Trek trek00 at inbox.ru
Tue Sep 1 19:41:38 BST 2020


On Tue, 1 Sep 2020 00:10:47 +0200 (CEST)
Thorsten Glaser <t.glaser at tarent.de> wrote:

> On Mon, 31 Aug 2020, Adam Borowski wrote:
> 
> > I don't think we should throw away a significant (10% w/o color /
> > 5% with) speed-up just because of a bug _somewhere else_.  
> 
> But I found something to possibly work around both this bug and
> the speed penalisation depending on shell implementation.

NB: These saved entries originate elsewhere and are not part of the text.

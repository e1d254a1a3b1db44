//! Localized messages for business-rule rejections.
//!
//! The ledger core only emits stable error codes; this table maps them to
//! user-facing text per locale. Adding a language means adding one table
//! entry per error code.

use serde::Deserialize;

/// Supported response locales.
#[derive(Debug, Clone, Copy, PartialEq, Eq, Default, Deserialize)]
#[serde(rename_all = "lowercase")]
pub enum Locale {
    /// English (default).
    #[default]
    En,
    /// German.
    De,
}

impl Locale {
    /// Parse a language tag, falling back to English.
    #[must_use]
    pub fn parse(tag: Option<&str>) -> Self {
        match tag.map(str::trim).map(str::to_lowercase).as_deref() {
            Some("de") => Self::De,
            _ => Self::En,
        }
    }
}

/// Look up the localized message for a stable error code.
///
/// Unknown codes fall back to a generic message so a missing table entry
/// never breaks a response.
#[must_use]
pub fn message(code: &str, locale: Locale) -> &'static str {
    match (code, locale) {
        ("invalid_code", Locale::En) => "This promo code does not exist.",
        ("invalid_code", Locale::De) => "Dieser Gutscheincode existiert nicht.",
        ("code_inactive", Locale::En) => "This promo code is no longer active.",
        ("code_inactive", Locale::De) => "Dieser Gutscheincode ist nicht mehr aktiv.",
        ("code_expired", Locale::En) => "This promo code has expired.",
        ("code_expired", Locale::De) => "Dieser Gutscheincode ist abgelaufen.",
        ("code_exhausted", Locale::En) => "This promo code has been fully redeemed.",
        ("code_exhausted", Locale::De) => "Dieser Gutscheincode wurde bereits vollständig eingelöst.",
        ("already_used", Locale::En) => "You have already redeemed this promo code.",
        ("already_used", Locale::De) => "Sie haben diesen Gutscheincode bereits eingelöst.",
        ("not_credits_code", Locale::En) => "This promo code cannot be redeemed for credits.",
        ("not_credits_code", Locale::De) => {
            "Dieser Gutscheincode kann nicht gegen Guthaben eingelöst werden."
        }
        ("insufficient_credits", Locale::En) => "Your credit balance is too low.",
        ("insufficient_credits", Locale::De) => "Ihr Guthaben reicht nicht aus.",
        ("self_referral", Locale::En) => "You cannot refer yourself.",
        ("self_referral", Locale::De) => "Sie können sich nicht selbst werben.",
        ("already_referred", Locale::En) => "This referral has already been rewarded.",
        ("already_referred", Locale::De) => "Diese Empfehlung wurde bereits belohnt.",
        (_, Locale::En) => "The request could not be completed.",
        (_, Locale::De) => "Die Anfrage konnte nicht abgeschlossen werden.",
    }
}
//! Column family definitions.

/// Column family names.
pub mod cf {
    /// Account records, keyed by user id.
    pub const ACCOUNTS: &str = "accounts";
    /// Credit transactions, keyed by transaction id (ULID).
    pub const TRANSACTIONS: &str = "transactions";
    /// Index for listing transactions by user.
    pub const TRANSACTIONS_BY_USER: &str = "transactions_by_user";
    /// Usage logs, keyed by caller event id (doubles as idempotency guard).
    pub const USAGE_LOGS: &str = "usage_logs";
    /// Promo codes, keyed by normalized code.
    pub const PROMO_CODES: &str = "promo_codes";
    /// Promo redemptions, keyed by user id + normalized code.
    pub const PROMO_REDEMPTIONS: &str = "promo_redemptions";
    /// Referral rows, keyed by referrer id + referred id.
    pub const REFERRALS: &str = "referrals";
    /// Referral code ownership, keyed by code.
    pub const REFERRAL_CODES: &str = "referral_codes";
    /// Processed payment sessions, keyed by provider session id.
    pub const PAYMENT_SESSIONS: &str = "payment_sessions";
}

/// All column families, for database open.
#[must_use]
pub fn all_column_families() -> Vec<&'static str> {
    vec![
        cf::ACCOUNTS,
        cf::TRANSACTIONS,
        cf::TRANSACTIONS_BY_USER,
        cf::USAGE_LOGS,
        cf::PROMO_CODES,
        cf::PROMO_REDEMPTIONS,
        cf::REFERRALS,
        cf::REFERRAL_CODES,
        cf::PAYMENT_SESSIONS,
    ]
}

it seems this topic gatered your interest, so I would like to share
more details

previously my benchmarks were done with some unfinished patches applied
to lsb/init-functions, so I made again the benchmarks with only the
already sent patches applied to init-d-script (patch1-10) and
separately also to vars.sh (with the read -rN-1 variant too)

revision		dash	mksh	bash
-----------------------+-------+-------+-----
patch1-10		100.0	132.7	201.0
vars.sh-read		 93.3	125.6	175.6
vars.sh-read-rN-1	 93.3	125.0	175.7
fancy			328.3	413.4
buster			127.9	172.4	252.3
buster-fancy		355.9

on mksh using read it's faster than using $(cat), even if the builtin
is used, because it spawns a subshell (clone without execve), while
other shells need also to execute /bin/cat

using read -rN-1 it's even faster on mksh and the only caveat i could
imagine is that it would not work with ksh93, but it doesn't handle the
local keyword too, which is allowed inside Debian scripts

for cargocult people, may be we could teach them adding a comment like
this: never ever use this construct with other /proc files, see
https://bugzilla.kernel.org/show_bug.cgi?id=209031

fancy output is really slow, mostly because it forks many tput and some
echo, here the execve list when starting a service with the
debian/master version and dash

   # execve			source
----+--------------------------+---------------------------------
   1 /usr/bin/env		test-script (removed)
   1 /bin/sh			/lib/init/init-d-script
   1 /bin/run-parts		/lib/lsb/init-functions
   1 /bin/cat			/lib/init/vars.sh (removed)
   2 /usr/bin/basename		/lib/init/init-d-script (removed)
   1 /sbin/start-stop-daemon	/lib/init/init-d-script
   1 /bin/echo			/lib/lsb/init-functions (fancy)
  18 /usr/bin/tput		/lib/lsb/init-functions (fancy)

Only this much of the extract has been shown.